Below you can read the second part of Maria Liapi’s presentation (sociologist-researcher, scientific manager of the Diotima Center) entitled “Domestic violence or what we insist on not recognizing/knowing”, on the occasion of her participation in the 8th Psychopharmacology Conference organized by the Hellenic Psychiatric Association, in November 2021. For the first part, see here.

Relationality and gendered violence

As Butler tells us, when I exercise violence on another human being I also exercise violence on myself because my life is tied to the other life/the other’s life.

Most people raised in a liberal individualist tradition understand themselves as connected beings that are separate from other lives. The relational approach can problematize these starting points.

Recognizing dependence as a condition of who each of us happens to be, is difficult enough and even more difficult is to accept social interdependence.

If we reimagine ourselves as fundamentally interdependent—and there is no shame, humiliation, or effeminacy in that—we might treat each other differently since our self-perception would not be defined by each person’s self-interest (one-self with-his-other-selves) .

If gender is doing (doing gender) as said then it can be undone/cancelled, which happens faster at the individual level, less directly at the level of our social interactions and relationships, and even slower at the institutional level where tremendous resistances are found to the change.

At the same time, what we are seeing in recent years is the existence of social islands that are starting to critically cancel the established process of performing gender and attempt it in a different way in the context of relationships/relatedness, family, organizations, community, etc.

At the same time, it is our responsibility to question how we live, reproduce or resist these structures. Thus, although change can occur at the individual level, restorative justice models tell us that individuals change in the context of communities and relationships, and thus new relational structures are built and old ones are dismantled.

In turn, this means that ethics must become more than an individual enterprise of self-renewal since lives are renewed in the company of others. It is these relationships that sustain us and therefore deserve our collective attention and commitment.

Love in the age of patriarchy

A “good” survivor is the one who leaves an abusive partner/spouse, and much work needs to be done by and on behalf of experts and counselors about the fact that survivors in some cases simply ask for the violence to end.

They love the person they are with but they don’t want to be in an abusive relationship. They cooperate in avoiding conflict and take too much emotional responsibility to keep things the way they once were in the beginning, when they felt happy and secure.

Furthermore, women have an asymmetric ability to leave the marriage and this gives husbands/partners significantly more power and bargaining leverage within the marriage. The bond between the couple is seen as providing the basis for everyday companionship, emotional satisfaction, and sexual fulfillment.

It is true that the rule of love has been harsh and oppressive and has promoted patriarchal values ​​albeit with spatial and temporal variations.
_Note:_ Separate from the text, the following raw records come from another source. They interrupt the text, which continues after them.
//! Per-tick simulation core for spiking neural networks: Izhikevich
//! regular neurons, Poisson spike generators, delayed synapses with
//! short-term and spike-timing-dependent plasticity, conductance- or
//! current-based current injection, homeostatic weight scaling, and
//! dopamine-modulated learning.
//!
//! This crate is the simulation engine only: network construction is
//! exposed through [`network::NetworkBuilder`], and driving ticks through
//! [`simulation::Simulation`]. Everything outside the per-tick kernels
//! (persistence, distributed execution, visualization) lives elsewhere.

#![cfg_attr(not(feature = "std"), no_std)]
#![deny(missing_docs)]
#![warn(clippy::all)]

pub use snn_storage::{ConnectionId, GroupId, NeuronId, Result as StorageResult, Spike, StorageError, Time};

pub mod config;
pub mod error;
pub mod firing;
pub mod ispikes;
pub mod neuron;
pub mod network;
pub mod partition;
pub mod plasticity;
pub mod simulation;
pub mod stp;

pub use config::{
    group_type, ConductanceParams, GroupConfig, HomeostasisParams, IzhParams, NetworkConfig,
    StdpCurve, StdpParams, StdpSideParams, StdpType, StpParams,
};
pub use error::{Result, RuntimeError};
pub use firing::FiringTables;
pub use ispikes::IncomingSpikeGrid;
pub use network::{GroupBuilder, Network, NetworkBuilder, SynapseSpec, SynapticMatrix};
pub use neuron::{NeuronPool, PoissonPool, NO_SPIKE, V_MAX, V_MIN};
pub use partition::{build_load_balance, LoadBalanceChunk};
pub use simulation::{PoissonDrive, RunReport, Simulation, TickReport};
pub use stp::StpBuffers;

/// Runtime crate version for compatibility checking.
pub const RUNTIME_VERSION: u32 = 1;

/// Simulation tick resolution: every [`simulation::Simulation::tick`] call
/// advances the network by exactly one millisecond of simulated time.
pub const TICK_DURATION_MS: u32 = 1;

#[cfg(test)]
mod tests {
    use super::*;

    #[test]
    fn test_basic_integration() {
        let cfg = NetworkConfig::default();
        let (builder, _) = NetworkBuilder::new(cfg).add_group(GroupBuilder::regular(3));
        let net = builder
            .connect(SynapseSpec {
                pre: 0,
                post: 1,
                weight: 1.0,
                max_syn_wt: 10.0,
                delay: 1,
                conn_id: ConnectionId::new(0),
            })
            .build()
            .unwrap();

        let mut sim = Simulation::new(net, Some(0)).unwrap();
        let report = sim.tick().unwrap();
        assert_eq!(report.tick, 1);
        assert_eq!(sim.current_tick(), 1);
    }
}
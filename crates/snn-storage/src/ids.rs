//! Identifier types for neurons, groups and connections

use core::fmt;

/// Unique identifier for a neuron (regular or Poisson generator)
#[derive(Debug, Clone, Copy, PartialEq, Eq, PartialOrd, Ord, Hash)]
pub struct NeuronId(pub u32);

impl NeuronId {
    /// Create a new neuron ID
    pub const fn new(id: u32) -> Self {
        Self(id)
    }

    /// Get the raw ID value
    pub const fn raw(&self) -> u32 {
        self.0
    }

    /// Get the ID as a `usize` index into flat per-neuron arrays
    pub const fn index(&self) -> usize {
        self.0 as usize
    }
}

impl fmt::Display for NeuronId {
    fn fmt(&self, f: &mut fmt::Formatter<'_>) -> fmt::Result {
        write!(f, "N{}", self.0)
    }
}

impl From<u32> for NeuronId {
    fn from(id: u32) -> Self {
        Self(id)
    }
}

/// Unique identifier for a neuron group
#[derive(Debug, Clone, Copy, PartialEq, Eq, PartialOrd, Ord, Hash)]
pub struct GroupId(pub u32);

impl GroupId {
    /// Create a new group ID
    pub const fn new(id: u32) -> Self {
        Self(id)
    }

    /// Get the raw ID value
    pub const fn raw(&self) -> u32 {
        self.0
    }

    /// Get the ID as a `usize` index
    pub const fn index(&self) -> usize {
        self.0 as usize
    }

    /// Invalid group ID constant, used to flag an unresolved lookup
    pub const INVALID: Self = Self(u32::MAX);

    /// Check if this is a valid group ID
    pub const fn is_valid(&self) -> bool {
        self.0 != u32::MAX
    }
}

impl fmt::Display for GroupId {
    fn fmt(&self, f: &mut fmt::Formatter<'_>) -> fmt::Result {
        write!(f, "G{}", self.0)
    }
}

impl From<u32> for GroupId {
    fn from(id: u32) -> Self {
        Self(id)
    }
}

/// Identifier for a (pre-group, post-group) connection bundle, used to index
/// `mulSynFast`/`mulSynSlow` scale factors.
#[derive(Debug, Clone, Copy, PartialEq, Eq, PartialOrd, Ord, Hash)]
pub struct ConnectionId(pub u32);

impl ConnectionId {
    /// Create a new connection ID
    pub const fn new(id: u32) -> Self {
        Self(id)
    }

    /// Get the raw ID value
    pub const fn raw(&self) -> u32 {
        self.0
    }

    /// Get the ID as a `usize` index
    pub const fn index(&self) -> usize {
        self.0 as usize
    }
}

impl fmt::Display for ConnectionId {
    fn fmt(&self, f: &mut fmt::Formatter<'_>) -> fmt::Result {
        write!(f, "C{}", self.0)
    }
}

#[cfg(feature = "serde")]
mod serde_impls {
    use super::*;
    use serde::{Deserialize, Serialize};

    macro_rules! serde_newtype_u32 {
        ($ty:ty) => {
            impl Serialize for $ty {
                fn serialize<S>(&self, serializer: S) -> Result<S::Ok, S::Error>
                where
                    S: serde::Serializer,
                {
                    self.0.serialize(serializer)
                }
            }

            impl<'de> Deserialize<'de> for $ty {
                fn deserialize<D>(deserializer: D) -> Result<Self, D::Error>
                where
                    D: serde::Deserializer<'de>,
                {
                    let id = u32::deserialize(deserializer)?;
                    Ok(<$ty>::new(id))
                }
            }
        };
    }

    serde_newtype_u32!(NeuronId);
    serde_newtype_u32!(GroupId);
    serde_newtype_u32!(ConnectionId);
}

#[cfg(test)]
mod tests {
    use super::*;

    #[test]
    fn test_neuron_id() {
        let id = NeuronId::new(42);
        assert_eq!(id.raw(), 42);
        assert_eq!(id.index(), 42);
        assert_eq!(format!("{}", id), "N42");
    }

    #[test]
    fn test_group_id_invalid() {
        assert!(!GroupId::INVALID.is_valid());
        assert!(GroupId::new(0).is_valid());
    }

    #[test]
    fn test_ordering() {
        let a = NeuronId::new(1);
        let b = NeuronId::new(2);
        assert!(a < b);
    }
}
However, does the shift to the ideal of free love as a dominant narrative and collective fantasy suggest that we are indeed free to love happily, intimately, and equally?

Relationships without dominance and submission

Radical feminist criticism has fundamentally questioned the connection of love with freedom. Women, Wendy Langford tells us, love among other things to escape from the limitations of our gender and to conquer our longed-for autonomy and we gradually experience the silenced frustration that love also reproduces dependence, destructive self-denial, and self-sacrifice. That is the sacrifice of ourselves as autonomous subjects.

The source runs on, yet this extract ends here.